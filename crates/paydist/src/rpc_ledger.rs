//! Ledger Client that routes every call through the connected EIP-1193
//! wallet, so writes are signed by the account the user authorized.

use std::time::Duration;

use alloy::hex;
use alloy::primitives::{Address, Bytes, TxHash, U256};
use alloy::sol_types::SolCall;
use serde_json::{json, Value};

use crate::error::LedgerError;
use crate::ledger::{LedgerClient, Timer, TxHandle, TxReceipt, TxStatus};
use crate::provider::{
    parse_u64_quantity, WalletProvider, ETH_CALL, ETH_GET_TRANSACTION_RECEIPT,
    ETH_SEND_TRANSACTION,
};
use crate::{IPaymentDistributor, IERC20};

/// Delay between `eth_getTransactionReceipt` polls.
pub const DEFAULT_POLL_INTERVAL: Duration = Duration::from_secs(2);

pub struct WalletLedger<W, T> {
    provider: W,
    from: Address,
    timer: T,
    poll_interval: Duration,
}

impl<W: WalletProvider, T: Timer> WalletLedger<W, T> {
    pub fn new(provider: W, from: Address, timer: T) -> Self {
        Self {
            provider,
            from,
            timer,
            poll_interval: DEFAULT_POLL_INTERVAL,
        }
    }

    pub fn with_poll_interval(mut self, interval: Duration) -> Self {
        self.poll_interval = interval;
        self
    }

    async fn call<C: SolCall>(&self, to: Address, call: C) -> Result<U256, LedgerError> {
        let data = hex::encode_prefixed(call.abi_encode());
        let result = self
            .provider
            .request(
                ETH_CALL,
                json!([{ "to": to.to_checksum(None), "data": data }, "latest"]),
            )
            .await
            .map_err(|e| {
                tracing::debug!(method = C::SIGNATURE, %to, error = %e, "eth_call failed");
                LedgerError::from(e)
            })?;
        decode_word(C::SIGNATURE, &result)
    }

    async fn send<C: SolCall>(&self, to: Address, call: C) -> Result<TxHandle, LedgerError> {
        let data = Bytes::from(call.abi_encode());
        let tx = json!([{
            "from": self.from.to_checksum(None),
            "to": to.to_checksum(None),
            "data": data,
        }]);
        let result = self.provider.request(ETH_SEND_TRANSACTION, tx).await?;
        let hash = result
            .as_str()
            .and_then(|s| s.parse::<TxHash>().ok())
            .ok_or_else(|| {
                LedgerError::new(format!("{} returned no transaction hash: {result}", C::SIGNATURE))
            })?;
        tracing::info!(method = C::SIGNATURE, %to, tx = %hash, "transaction submitted");
        Ok(TxHandle { hash })
    }
}

/// Decode a single 32-byte ABI word from an `eth_call` result.
fn decode_word(method: &str, value: &Value) -> Result<U256, LedgerError> {
    let raw = value
        .as_str()
        .ok_or_else(|| LedgerError::new(format!("{method} returned non-string result: {value}")))?;
    let bytes = hex::decode(raw)
        .map_err(|e| LedgerError::new(format!("{method} returned invalid hex: {e}")))?;
    if bytes.len() < 32 {
        // Empty return data means the address holds no contract
        return Err(LedgerError::new(format!(
            "{method} returned {} bytes; is the contract deployed on this network?",
            bytes.len()
        )));
    }
    Ok(U256::from_be_slice(&bytes[..32]))
}

fn parse_receipt(hash: TxHash, value: &Value) -> Result<TxReceipt, LedgerError> {
    let status = match value.get("status").and_then(Value::as_str) {
        Some("0x1") => TxStatus::Success,
        Some(_) => TxStatus::Reverted,
        None => return Err(LedgerError::new(format!("receipt for {hash} has no status"))),
    };
    let quantity = |field: &str| value.get(field).and_then(|v| parse_u64_quantity(v).ok());
    Ok(TxReceipt {
        status,
        hash,
        block_number: quantity("blockNumber"),
        gas_used: quantity("gasUsed"),
    })
}

impl<W: WalletProvider, T: Timer> LedgerClient for WalletLedger<W, T> {
    async fn read_balance(&self, token: Address, owner: Address) -> Result<U256, LedgerError> {
        self.call(token, IERC20::balanceOfCall { owner }).await
    }

    async fn read_allowance(
        &self,
        token: Address,
        owner: Address,
        spender: Address,
    ) -> Result<U256, LedgerError> {
        self.call(token, IERC20::allowanceCall { owner, spender })
            .await
    }

    async fn read_decimals(&self, token: Address) -> Result<u8, LedgerError> {
        let word = self.call(token, IERC20::decimalsCall {}).await?;
        u8::try_from(word)
            .map_err(|_| LedgerError::new(format!("token {token} reports decimals {word}")))
    }

    async fn read_distribution_total(&self, distributor: Address) -> Result<U256, LedgerError> {
        self.call(distributor, IPaymentDistributor::getTotalAmountCall {})
            .await
    }

    async fn approve(
        &self,
        token: Address,
        spender: Address,
        amount: U256,
    ) -> Result<TxHandle, LedgerError> {
        self.send(token, IERC20::approveCall { spender, value: amount })
            .await
    }

    async fn submit_transfer(
        &self,
        token: Address,
        recipient: Address,
        amount: U256,
    ) -> Result<TxHandle, LedgerError> {
        self.send(
            token,
            IERC20::transferCall {
                to: recipient,
                value: amount,
            },
        )
        .await
    }

    async fn submit_distribution(&self, distributor: Address) -> Result<TxHandle, LedgerError> {
        self.send(distributor, IPaymentDistributor::distributePaymentCall {})
            .await
    }

    /// Poll until the wallet reports a receipt. There is no deadline.
    async fn wait(&self, tx: TxHandle) -> Result<TxReceipt, LedgerError> {
        let params = json!([format!("{:#x}", tx.hash)]);
        loop {
            let result = self
                .provider
                .request(ETH_GET_TRANSACTION_RECEIPT, params.clone())
                .await?;
            if !result.is_null() {
                let receipt = parse_receipt(tx.hash, &result)?;
                tracing::debug!(tx = %tx.hash, status = ?receipt.status, "receipt received");
                return Ok(receipt);
            }
            self.timer.sleep(self.poll_interval).await;
        }
    }
}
##########
● EXERCISE
The reply must repeat all of the records precisely.

● SOLUTION TO THE PROBLEM
filename crates/paydist/src/rpc_ledger.rs
//! Ledger Client that routes every call through the connected EIP-1193
//! wallet, so writes are signed by the account the user authorized.

use std::time::Duration;

use alloy::hex;
use alloy::primitives::{Address, Bytes, TxHash, U256};
use alloy::sol_types::SolCall;
use serde_json::{json, Value};

use crate::error::LedgerError;
use crate::ledger::{LedgerClient, Timer, TxHandle, TxReceipt, TxStatus};
use crate::provider::{
    parse_u64_quantity, WalletProvider, ETH_CALL, ETH_GET_TRANSACTION_RECEIPT,
    ETH_SEND_TRANSACTION,
};
use crate::{IPaymentDistributor, IERC20};

/// Delay between `eth_getTransactionReceipt` polls.
pub const DEFAULT_POLL_INTERVAL: Duration = Duration::from_secs(2);

pub struct WalletLedger<W, T> {
    provider: W,
    from: Address,
    timer: T,
    poll_interval: Duration,
}

impl<W: WalletProvider, T: Timer> WalletLedger<W, T> {
    pub fn new(provider: W, from: Address, timer: T) -> Self {
        Self {
            provider,
            from,
            timer,
            poll_interval: DEFAULT_POLL_INTERVAL,
        }
    }

    pub fn with_poll_interval(mut self, interval: Duration) -> Self {
        self.poll_interval = interval;
        self
    }

    async fn call<C: SolCall>(&self, to: Address, call: C) -> Result<U256, LedgerError> {
        let data = hex::encode_prefixed(call.abi_encode());
        let result = self
            .provider
            .request(
                ETH_CALL,
                json!([{ "to": to.to_checksum(None), "data": data }, "latest"]),
            )
            .await
            .map_err(|e| {
                tracing::debug!(method = C::SIGNATURE, %to, error = %e, "eth_call failed");
                LedgerError::from(e)
            })?;
        decode_word(C::SIGNATURE, &result)
    }

    async fn send<C: SolCall>(&self, to: Address, call: C) -> Result<TxHandle, LedgerError> {
        let data = Bytes::from(call.abi_encode());
        let tx = json!([{
            "from": self.from.to_checksum(None),
            "to": to.to_checksum(None),
            "data": data,
        }]);
        let result = self.provider.request(ETH_SEND_TRANSACTION, tx).await?;
        let hash = result
            .as_str()
            .and_then(|s| s.parse::<TxHash>().ok())
            .ok_or_else(|| {
                LedgerError::new(format!("{} returned no transaction hash: {result}", C::SIGNATURE))
            })?;
        tracing::info!(method = C::SIGNATURE, %to, tx = %hash, "transaction submitted");
        Ok(TxHandle { hash })
    }
}

/// Decode a single 32-byte ABI word from an `eth_call` result.
fn decode_word(method: &str, value: &Value) -> Result<U256, LedgerError> {
    let raw = value
        .as_str()
        .ok_or_else(|| LedgerError::new(format!("{method} returned non-string result: {value}")))?;
    let bytes = hex::decode(raw)
        .map_err(|e| LedgerError::new(format!("{method} returned invalid hex: {e}")))?;
    if bytes.len() < 32 {
        // Empty return data means the address holds no contract
        return Err(LedgerError::new(format!(
            "{method} returned {} bytes; is the contract deployed on this network?",
            bytes.len()
        )));
    }
    Ok(U256::from_be_slice(&bytes[..32]))
}

fn parse_receipt(hash: TxHash, value: &Value) -> Result<TxReceipt, LedgerError> {
    let status = match value.get("status").and_then(Value::as_str) {
        Some("0x1") => TxStatus::Success,
        Some(_) => TxStatus::Reverted,
        None => return Err(LedgerError::new(format!("receipt for {hash} has no status"))),
    };
    let quantity = |field: &str| value.get(field).and_then(|v| parse_u64_quantity(v).ok());
    Ok(TxReceipt {
        status,
        hash,
        block_number: quantity("blockNumber"),
        gas_used: quantity("gasUsed"),
    })
}

impl<W: WalletProvider, T: Timer> LedgerClient for WalletLedger<W, T> {
    async fn read_balance(&self, token: Address, owner: Address) -> Result<U256, LedgerError> {
        self.call(token, IERC20::balanceOfCall { owner }).await
    }

    async fn read_allowance(
        &self,
        token: Address,
        owner: Address,
        spender: Address,
    ) -> Result<U256, LedgerError> {
        self.call(token, IERC20::allowanceCall { owner, spender })
            .await
    }

    async fn read_decimals(&self, token: Address) -> Result<u8, LedgerError> {
        let word = self.call(token, IERC20::decimalsCall {}).await?;
        u8::try_from(word)
            .map_err(|_| LedgerError::new(format!("token {token} reports decimals {word}")))
    }

    async fn read_distribution_total(&self, distributor: Address) -> Result<U256, LedgerError> {
        self.call(distributor, IPaymentDistributor::getTotalAmountCall {})
            .await
    }

    async fn approve(
        &self,
        token: Address,
        spender: Address,
        amount: U256,
    ) -> Result<TxHandle, LedgerError> {
        self.send(token, IERC20::approveCall { spender, value: amount })
            .await
    }

    async fn submit_transfer(
        &self,
        token: Address,
        recipient: Address,
        amount: U256,
    ) -> Result<TxHandle, LedgerError> {
        self.send(
            token,
            IERC20::transferCall {
                to: recipient,
                value: amount,
            },
        )
        .await
    }

    async fn submit_distribution(&self, distributor: Address) -> Result<TxHandle, LedgerError> {
        self.send(distributor, IPaymentDistributor::distributePaymentCall {})
            .await
    }

    /// Poll until the wallet reports a receipt. There is no deadline.
    async fn wait(&self, tx: TxHandle) -> Result<TxReceipt, LedgerError> {
        let params = json!([format!("{:#x}", tx.hash)]);
        loop {
            let result = self
                .provider
                .request(ETH_GET_TRANSACTION_RECEIPT, params.clone())
                .await?;
            if !result.is_null() {
                let receipt = parse_receipt(tx.hash, &result)?;
                tracing::debug!(tx = %tx.hash, status = ?receipt.status, "receipt received");
                return Ok(receipt);
            }
            self.timer.sleep(self.poll_interval).await;
        }
    }
}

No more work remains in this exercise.